• How to complete this task: Your task is to filter the entries and copy every line containing the string "whose".

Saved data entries
- - - - -
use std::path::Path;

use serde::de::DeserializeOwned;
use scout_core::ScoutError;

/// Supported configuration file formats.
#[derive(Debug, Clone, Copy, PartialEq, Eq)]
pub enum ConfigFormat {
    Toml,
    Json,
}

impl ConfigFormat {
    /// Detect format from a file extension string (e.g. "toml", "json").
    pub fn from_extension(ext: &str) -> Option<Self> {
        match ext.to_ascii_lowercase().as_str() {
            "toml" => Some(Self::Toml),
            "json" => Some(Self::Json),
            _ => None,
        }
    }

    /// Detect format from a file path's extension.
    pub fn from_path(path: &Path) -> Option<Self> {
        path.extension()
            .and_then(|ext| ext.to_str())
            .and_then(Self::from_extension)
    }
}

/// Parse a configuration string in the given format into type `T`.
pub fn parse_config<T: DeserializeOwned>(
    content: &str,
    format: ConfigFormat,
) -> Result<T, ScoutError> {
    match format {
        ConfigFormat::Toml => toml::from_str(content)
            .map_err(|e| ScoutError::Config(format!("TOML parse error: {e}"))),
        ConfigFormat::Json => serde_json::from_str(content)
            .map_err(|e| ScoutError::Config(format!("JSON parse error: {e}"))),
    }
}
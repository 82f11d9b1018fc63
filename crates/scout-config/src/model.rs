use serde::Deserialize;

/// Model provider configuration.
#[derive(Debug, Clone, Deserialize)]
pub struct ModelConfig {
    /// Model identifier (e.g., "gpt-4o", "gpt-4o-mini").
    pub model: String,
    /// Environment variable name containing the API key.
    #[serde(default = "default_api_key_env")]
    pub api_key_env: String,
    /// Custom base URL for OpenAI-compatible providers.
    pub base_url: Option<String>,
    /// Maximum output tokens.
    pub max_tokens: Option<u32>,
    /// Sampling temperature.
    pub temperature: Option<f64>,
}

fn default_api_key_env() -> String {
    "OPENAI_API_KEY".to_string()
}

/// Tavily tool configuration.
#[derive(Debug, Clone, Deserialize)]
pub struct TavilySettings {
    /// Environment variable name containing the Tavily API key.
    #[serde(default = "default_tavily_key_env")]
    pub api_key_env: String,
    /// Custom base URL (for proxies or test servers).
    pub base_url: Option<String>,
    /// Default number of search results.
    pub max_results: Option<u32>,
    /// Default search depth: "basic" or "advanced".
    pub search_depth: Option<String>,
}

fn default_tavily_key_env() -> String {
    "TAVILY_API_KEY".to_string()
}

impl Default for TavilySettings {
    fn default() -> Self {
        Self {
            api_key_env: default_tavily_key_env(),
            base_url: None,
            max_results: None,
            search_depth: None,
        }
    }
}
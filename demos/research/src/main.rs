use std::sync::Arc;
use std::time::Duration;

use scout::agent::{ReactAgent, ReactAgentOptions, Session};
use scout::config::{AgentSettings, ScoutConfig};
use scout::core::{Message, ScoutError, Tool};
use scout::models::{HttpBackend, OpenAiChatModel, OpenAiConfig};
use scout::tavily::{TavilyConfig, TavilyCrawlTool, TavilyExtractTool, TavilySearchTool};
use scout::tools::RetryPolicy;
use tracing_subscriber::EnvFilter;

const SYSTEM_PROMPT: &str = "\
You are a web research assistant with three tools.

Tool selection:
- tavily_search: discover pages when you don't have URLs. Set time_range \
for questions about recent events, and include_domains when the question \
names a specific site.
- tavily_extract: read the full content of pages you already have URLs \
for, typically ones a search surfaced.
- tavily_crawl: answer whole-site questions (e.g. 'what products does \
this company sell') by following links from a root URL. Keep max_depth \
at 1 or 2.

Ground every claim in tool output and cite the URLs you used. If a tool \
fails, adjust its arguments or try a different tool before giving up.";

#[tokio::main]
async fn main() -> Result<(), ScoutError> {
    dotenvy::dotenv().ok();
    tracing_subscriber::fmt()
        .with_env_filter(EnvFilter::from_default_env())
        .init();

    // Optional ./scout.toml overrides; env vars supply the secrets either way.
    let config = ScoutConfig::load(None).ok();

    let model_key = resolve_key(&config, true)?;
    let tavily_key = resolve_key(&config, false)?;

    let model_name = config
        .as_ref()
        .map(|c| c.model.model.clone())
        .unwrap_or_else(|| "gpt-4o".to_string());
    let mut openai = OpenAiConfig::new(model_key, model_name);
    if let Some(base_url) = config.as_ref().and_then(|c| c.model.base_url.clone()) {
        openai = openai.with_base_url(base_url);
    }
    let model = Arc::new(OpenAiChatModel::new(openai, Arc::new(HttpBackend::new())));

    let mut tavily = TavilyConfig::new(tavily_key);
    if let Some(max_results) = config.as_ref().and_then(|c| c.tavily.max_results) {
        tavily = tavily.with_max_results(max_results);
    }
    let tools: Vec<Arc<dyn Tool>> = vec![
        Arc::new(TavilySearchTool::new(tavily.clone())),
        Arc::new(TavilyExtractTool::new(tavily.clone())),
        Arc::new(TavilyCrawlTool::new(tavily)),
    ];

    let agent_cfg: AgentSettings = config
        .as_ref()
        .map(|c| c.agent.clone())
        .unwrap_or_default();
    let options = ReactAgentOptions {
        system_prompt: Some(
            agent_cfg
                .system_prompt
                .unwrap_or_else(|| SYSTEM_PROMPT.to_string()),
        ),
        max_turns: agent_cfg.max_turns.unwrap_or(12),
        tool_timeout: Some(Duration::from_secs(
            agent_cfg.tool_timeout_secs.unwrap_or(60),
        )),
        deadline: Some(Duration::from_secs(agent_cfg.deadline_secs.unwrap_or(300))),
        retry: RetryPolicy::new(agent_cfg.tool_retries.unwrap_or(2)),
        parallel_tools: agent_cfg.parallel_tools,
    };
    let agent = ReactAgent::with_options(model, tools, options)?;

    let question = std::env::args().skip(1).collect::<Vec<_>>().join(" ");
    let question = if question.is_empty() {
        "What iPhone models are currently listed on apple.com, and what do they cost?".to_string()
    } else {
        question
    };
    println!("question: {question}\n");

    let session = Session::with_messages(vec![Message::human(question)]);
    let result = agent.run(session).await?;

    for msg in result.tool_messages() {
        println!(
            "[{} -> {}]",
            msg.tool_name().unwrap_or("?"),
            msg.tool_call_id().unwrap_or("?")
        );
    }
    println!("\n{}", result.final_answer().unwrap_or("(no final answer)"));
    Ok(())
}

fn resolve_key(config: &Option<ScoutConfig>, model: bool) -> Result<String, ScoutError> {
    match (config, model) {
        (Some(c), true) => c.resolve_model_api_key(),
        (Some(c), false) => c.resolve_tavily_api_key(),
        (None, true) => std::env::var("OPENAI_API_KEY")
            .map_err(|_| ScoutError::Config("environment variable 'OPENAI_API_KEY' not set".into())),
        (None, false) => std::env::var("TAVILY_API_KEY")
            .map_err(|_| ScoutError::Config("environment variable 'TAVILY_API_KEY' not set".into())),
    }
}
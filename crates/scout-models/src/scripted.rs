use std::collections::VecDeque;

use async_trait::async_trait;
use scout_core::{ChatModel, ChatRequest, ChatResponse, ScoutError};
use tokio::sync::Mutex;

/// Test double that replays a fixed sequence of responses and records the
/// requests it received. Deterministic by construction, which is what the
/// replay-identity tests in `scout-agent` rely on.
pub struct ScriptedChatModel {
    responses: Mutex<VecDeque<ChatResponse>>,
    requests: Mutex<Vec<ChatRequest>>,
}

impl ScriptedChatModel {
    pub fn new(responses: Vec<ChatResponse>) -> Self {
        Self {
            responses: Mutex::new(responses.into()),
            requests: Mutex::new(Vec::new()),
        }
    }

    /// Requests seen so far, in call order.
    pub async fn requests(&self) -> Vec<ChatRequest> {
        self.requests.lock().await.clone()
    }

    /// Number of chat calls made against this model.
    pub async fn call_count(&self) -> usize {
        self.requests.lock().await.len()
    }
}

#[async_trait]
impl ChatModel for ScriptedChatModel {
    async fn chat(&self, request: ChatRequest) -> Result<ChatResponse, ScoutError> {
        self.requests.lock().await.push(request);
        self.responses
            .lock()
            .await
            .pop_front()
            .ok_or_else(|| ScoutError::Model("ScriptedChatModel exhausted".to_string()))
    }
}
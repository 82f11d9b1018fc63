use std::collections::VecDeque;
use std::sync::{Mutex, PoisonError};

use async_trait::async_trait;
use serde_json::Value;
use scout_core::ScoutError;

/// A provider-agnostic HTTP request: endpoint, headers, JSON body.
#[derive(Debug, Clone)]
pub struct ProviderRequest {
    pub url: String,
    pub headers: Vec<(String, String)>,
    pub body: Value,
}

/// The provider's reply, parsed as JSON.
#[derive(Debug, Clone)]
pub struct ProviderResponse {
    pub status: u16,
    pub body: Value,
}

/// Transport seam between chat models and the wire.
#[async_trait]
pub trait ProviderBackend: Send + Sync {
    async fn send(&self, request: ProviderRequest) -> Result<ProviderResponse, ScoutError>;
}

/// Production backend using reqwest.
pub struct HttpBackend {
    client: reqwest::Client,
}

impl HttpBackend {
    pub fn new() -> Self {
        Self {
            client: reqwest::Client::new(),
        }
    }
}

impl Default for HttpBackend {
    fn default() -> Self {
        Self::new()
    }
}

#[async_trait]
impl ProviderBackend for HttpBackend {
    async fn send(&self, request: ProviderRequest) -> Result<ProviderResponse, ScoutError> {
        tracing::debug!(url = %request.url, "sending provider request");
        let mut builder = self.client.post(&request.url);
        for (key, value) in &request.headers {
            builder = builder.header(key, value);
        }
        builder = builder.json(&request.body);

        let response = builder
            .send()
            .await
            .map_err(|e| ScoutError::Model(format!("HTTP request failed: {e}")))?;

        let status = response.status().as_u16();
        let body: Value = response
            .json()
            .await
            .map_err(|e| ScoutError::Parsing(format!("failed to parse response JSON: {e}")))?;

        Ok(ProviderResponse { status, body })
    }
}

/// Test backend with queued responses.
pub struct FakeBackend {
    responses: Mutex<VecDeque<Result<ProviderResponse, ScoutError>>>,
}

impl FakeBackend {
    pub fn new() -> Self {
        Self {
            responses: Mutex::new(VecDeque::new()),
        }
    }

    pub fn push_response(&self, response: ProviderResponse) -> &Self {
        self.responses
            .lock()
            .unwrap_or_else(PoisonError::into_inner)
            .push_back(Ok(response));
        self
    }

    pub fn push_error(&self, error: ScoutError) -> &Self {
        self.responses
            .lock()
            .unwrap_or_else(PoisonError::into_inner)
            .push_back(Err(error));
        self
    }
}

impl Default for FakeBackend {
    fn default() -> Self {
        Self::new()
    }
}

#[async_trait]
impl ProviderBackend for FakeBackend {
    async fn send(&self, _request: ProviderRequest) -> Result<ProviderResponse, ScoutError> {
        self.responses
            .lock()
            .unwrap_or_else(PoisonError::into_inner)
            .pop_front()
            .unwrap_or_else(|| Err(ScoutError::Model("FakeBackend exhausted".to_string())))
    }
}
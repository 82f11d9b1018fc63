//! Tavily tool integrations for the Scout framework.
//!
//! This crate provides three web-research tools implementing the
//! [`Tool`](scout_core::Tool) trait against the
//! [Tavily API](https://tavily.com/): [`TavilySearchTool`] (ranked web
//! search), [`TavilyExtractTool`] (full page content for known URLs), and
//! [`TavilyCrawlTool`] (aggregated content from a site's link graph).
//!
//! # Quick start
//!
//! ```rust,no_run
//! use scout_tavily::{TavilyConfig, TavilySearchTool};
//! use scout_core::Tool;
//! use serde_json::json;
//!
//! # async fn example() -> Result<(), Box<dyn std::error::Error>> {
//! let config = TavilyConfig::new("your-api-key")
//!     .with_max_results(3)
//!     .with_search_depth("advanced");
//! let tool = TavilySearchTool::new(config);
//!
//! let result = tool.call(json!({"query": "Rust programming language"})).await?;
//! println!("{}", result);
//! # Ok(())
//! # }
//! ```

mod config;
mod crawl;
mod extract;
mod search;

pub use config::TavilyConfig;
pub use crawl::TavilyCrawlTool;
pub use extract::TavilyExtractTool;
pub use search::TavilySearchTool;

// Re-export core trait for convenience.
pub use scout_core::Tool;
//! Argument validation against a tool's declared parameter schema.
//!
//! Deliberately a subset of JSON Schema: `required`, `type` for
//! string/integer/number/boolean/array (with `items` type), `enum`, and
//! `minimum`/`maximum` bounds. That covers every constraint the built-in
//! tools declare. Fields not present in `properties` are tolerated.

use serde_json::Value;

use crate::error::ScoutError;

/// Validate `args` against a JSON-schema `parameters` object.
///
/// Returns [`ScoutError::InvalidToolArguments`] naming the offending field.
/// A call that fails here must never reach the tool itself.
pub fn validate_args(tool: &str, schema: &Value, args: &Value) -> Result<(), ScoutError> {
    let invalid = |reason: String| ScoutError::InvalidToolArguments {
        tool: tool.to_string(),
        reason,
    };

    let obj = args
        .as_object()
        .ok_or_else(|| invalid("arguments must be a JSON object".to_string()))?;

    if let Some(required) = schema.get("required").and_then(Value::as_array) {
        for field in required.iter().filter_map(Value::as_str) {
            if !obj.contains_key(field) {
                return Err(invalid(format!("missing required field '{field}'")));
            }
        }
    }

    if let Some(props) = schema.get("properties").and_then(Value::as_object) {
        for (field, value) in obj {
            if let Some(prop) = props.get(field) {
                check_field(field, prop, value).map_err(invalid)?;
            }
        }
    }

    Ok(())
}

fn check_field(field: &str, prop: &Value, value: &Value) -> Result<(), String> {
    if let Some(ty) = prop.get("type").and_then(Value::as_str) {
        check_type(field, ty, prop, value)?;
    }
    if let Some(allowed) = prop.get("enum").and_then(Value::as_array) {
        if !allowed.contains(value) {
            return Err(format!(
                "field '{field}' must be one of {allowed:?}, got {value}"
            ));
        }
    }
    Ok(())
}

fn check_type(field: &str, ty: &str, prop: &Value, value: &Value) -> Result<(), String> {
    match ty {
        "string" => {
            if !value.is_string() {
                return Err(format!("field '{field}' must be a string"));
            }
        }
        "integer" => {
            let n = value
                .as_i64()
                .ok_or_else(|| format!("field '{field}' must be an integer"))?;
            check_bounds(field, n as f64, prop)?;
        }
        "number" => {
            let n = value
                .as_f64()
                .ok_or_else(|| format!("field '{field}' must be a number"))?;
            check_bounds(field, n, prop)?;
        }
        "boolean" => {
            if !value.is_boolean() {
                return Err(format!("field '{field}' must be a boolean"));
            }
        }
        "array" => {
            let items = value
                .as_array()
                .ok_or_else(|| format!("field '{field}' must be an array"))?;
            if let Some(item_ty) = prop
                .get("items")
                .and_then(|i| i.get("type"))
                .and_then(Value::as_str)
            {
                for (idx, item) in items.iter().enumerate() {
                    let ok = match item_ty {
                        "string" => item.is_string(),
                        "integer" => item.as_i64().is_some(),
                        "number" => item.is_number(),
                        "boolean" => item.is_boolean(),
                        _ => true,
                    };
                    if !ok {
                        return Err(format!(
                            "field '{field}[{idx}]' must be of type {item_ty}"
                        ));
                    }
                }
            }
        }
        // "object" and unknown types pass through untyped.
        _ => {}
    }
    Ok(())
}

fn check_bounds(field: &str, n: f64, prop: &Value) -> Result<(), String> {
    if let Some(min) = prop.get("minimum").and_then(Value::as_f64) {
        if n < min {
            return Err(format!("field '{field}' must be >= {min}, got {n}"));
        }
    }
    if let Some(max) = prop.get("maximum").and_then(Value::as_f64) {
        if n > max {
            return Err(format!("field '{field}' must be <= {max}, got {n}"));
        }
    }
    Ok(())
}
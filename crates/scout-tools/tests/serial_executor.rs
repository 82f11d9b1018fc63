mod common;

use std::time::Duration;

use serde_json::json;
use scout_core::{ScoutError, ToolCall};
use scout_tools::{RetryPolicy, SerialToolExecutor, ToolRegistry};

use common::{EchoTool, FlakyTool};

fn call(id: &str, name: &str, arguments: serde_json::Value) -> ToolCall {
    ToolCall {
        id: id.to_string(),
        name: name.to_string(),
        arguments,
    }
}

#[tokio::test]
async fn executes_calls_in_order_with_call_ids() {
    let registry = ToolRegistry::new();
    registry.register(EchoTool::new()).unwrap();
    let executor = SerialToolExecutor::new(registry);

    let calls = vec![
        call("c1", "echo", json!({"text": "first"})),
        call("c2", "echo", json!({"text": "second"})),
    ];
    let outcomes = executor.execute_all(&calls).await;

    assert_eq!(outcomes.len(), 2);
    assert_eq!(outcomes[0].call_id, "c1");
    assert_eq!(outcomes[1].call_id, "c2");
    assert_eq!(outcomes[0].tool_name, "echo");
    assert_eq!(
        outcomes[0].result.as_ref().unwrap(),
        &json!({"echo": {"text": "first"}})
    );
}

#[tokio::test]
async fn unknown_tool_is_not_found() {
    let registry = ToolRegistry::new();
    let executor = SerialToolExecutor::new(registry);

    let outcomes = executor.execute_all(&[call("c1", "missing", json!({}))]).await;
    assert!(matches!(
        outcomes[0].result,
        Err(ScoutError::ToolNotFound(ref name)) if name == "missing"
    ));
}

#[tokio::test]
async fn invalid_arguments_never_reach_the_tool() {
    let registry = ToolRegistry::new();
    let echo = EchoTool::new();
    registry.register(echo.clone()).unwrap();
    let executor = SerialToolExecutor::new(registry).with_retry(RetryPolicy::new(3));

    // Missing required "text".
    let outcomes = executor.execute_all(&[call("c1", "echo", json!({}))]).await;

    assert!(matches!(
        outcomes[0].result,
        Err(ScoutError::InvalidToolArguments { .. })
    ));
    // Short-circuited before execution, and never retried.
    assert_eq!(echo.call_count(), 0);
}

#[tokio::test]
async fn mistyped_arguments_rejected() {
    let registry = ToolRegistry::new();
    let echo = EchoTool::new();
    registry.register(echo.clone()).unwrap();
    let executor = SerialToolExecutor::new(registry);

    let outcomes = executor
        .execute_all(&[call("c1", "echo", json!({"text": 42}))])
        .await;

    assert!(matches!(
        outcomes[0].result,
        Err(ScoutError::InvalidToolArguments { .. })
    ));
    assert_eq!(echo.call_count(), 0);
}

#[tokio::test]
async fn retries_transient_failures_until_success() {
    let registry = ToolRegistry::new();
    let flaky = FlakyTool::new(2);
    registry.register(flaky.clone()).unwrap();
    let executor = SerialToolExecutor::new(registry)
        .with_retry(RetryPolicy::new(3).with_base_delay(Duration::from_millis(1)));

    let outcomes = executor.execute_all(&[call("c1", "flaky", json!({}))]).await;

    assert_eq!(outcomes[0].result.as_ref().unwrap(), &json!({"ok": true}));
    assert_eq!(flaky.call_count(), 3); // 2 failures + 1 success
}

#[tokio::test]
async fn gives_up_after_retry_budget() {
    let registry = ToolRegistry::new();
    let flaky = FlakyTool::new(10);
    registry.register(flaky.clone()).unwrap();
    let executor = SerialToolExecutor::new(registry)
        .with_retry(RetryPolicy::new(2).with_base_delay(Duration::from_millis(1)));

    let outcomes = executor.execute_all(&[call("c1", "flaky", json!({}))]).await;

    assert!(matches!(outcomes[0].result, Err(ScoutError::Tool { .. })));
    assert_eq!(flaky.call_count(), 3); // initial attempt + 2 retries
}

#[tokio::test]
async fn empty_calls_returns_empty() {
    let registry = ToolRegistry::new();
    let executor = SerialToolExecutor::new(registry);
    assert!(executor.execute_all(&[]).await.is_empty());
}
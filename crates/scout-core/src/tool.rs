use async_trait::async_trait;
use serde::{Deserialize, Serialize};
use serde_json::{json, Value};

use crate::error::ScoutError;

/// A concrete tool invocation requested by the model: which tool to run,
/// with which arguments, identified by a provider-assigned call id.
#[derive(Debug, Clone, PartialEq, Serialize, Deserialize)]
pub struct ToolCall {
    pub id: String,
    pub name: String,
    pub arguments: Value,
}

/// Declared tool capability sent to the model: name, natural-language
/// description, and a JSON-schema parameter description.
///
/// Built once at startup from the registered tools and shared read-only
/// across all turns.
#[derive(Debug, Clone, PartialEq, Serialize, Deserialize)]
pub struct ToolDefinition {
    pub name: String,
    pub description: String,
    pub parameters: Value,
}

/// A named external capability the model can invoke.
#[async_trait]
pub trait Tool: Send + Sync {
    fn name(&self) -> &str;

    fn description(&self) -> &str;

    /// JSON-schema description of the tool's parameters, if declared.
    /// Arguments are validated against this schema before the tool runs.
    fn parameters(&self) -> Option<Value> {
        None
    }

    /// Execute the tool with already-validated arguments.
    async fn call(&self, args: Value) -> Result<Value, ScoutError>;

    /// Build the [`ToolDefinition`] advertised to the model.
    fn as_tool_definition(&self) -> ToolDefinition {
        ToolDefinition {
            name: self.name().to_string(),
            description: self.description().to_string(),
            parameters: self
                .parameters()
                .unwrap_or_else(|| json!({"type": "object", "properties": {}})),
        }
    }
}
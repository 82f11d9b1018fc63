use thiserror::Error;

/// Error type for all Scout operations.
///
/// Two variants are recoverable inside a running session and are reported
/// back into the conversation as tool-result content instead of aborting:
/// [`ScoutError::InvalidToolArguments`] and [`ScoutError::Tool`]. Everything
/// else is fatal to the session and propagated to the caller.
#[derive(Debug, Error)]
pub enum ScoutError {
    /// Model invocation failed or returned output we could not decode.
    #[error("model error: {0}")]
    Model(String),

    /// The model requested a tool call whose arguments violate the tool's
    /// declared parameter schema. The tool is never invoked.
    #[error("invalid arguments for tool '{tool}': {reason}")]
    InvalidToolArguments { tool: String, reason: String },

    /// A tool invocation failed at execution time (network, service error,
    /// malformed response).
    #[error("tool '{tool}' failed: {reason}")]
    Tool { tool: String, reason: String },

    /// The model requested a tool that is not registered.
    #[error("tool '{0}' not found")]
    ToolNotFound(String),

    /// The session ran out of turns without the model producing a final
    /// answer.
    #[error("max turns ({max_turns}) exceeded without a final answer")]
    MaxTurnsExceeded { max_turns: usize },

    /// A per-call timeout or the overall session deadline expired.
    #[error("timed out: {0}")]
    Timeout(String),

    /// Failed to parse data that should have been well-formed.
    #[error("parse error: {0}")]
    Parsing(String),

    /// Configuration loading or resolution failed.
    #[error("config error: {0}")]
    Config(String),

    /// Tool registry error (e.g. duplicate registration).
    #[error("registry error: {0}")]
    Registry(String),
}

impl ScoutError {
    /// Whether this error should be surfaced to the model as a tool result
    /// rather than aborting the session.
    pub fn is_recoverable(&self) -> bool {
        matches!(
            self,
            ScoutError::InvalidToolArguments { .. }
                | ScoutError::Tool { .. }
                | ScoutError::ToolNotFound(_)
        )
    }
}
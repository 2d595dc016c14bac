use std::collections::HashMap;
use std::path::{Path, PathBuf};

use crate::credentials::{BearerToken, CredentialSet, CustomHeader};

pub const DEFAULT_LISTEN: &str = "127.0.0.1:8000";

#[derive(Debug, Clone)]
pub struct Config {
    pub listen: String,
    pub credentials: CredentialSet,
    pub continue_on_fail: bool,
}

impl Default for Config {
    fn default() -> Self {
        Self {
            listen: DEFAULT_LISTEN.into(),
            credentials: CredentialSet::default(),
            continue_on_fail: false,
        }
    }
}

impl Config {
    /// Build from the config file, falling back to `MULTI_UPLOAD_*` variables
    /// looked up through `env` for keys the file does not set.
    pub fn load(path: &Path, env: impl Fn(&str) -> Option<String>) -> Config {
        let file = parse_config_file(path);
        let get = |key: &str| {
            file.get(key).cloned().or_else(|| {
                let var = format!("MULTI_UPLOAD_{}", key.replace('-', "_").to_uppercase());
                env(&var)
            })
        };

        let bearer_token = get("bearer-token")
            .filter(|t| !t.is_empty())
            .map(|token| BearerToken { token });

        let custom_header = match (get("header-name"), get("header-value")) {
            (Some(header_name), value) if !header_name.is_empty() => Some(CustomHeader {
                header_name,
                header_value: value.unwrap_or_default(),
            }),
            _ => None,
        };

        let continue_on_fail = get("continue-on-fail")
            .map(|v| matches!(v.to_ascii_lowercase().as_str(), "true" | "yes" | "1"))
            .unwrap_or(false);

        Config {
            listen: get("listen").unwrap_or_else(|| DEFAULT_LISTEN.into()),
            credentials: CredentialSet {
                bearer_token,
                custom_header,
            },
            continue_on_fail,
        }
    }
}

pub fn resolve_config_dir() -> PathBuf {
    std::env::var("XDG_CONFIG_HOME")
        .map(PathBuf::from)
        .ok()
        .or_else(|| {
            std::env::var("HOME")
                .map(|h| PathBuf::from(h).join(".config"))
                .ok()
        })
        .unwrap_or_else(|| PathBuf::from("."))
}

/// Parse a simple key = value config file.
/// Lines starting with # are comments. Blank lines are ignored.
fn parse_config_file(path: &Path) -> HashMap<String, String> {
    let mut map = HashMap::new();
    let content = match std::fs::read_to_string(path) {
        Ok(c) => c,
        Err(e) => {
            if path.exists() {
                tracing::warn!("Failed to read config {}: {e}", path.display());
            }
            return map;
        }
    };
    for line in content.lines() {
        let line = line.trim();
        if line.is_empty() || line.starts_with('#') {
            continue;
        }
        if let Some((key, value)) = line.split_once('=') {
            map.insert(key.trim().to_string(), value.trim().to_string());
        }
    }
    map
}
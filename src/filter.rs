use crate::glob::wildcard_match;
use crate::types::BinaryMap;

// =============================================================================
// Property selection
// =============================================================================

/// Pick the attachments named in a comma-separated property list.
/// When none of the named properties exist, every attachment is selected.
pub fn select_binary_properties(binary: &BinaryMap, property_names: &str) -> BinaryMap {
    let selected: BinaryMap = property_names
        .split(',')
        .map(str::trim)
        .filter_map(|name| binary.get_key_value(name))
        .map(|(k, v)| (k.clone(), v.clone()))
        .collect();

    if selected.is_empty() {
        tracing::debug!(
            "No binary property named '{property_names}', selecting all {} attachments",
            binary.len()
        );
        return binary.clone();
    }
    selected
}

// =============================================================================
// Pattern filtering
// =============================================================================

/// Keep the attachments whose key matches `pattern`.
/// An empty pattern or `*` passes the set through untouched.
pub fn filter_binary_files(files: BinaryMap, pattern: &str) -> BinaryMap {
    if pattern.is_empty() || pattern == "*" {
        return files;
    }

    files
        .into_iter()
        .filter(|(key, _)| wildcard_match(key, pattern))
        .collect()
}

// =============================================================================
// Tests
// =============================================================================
- - - - -
• Exercise response:
    /// The model requested a tool call whose arguments violate the tool's
/// Keep the attachments whose key matches `pattern`.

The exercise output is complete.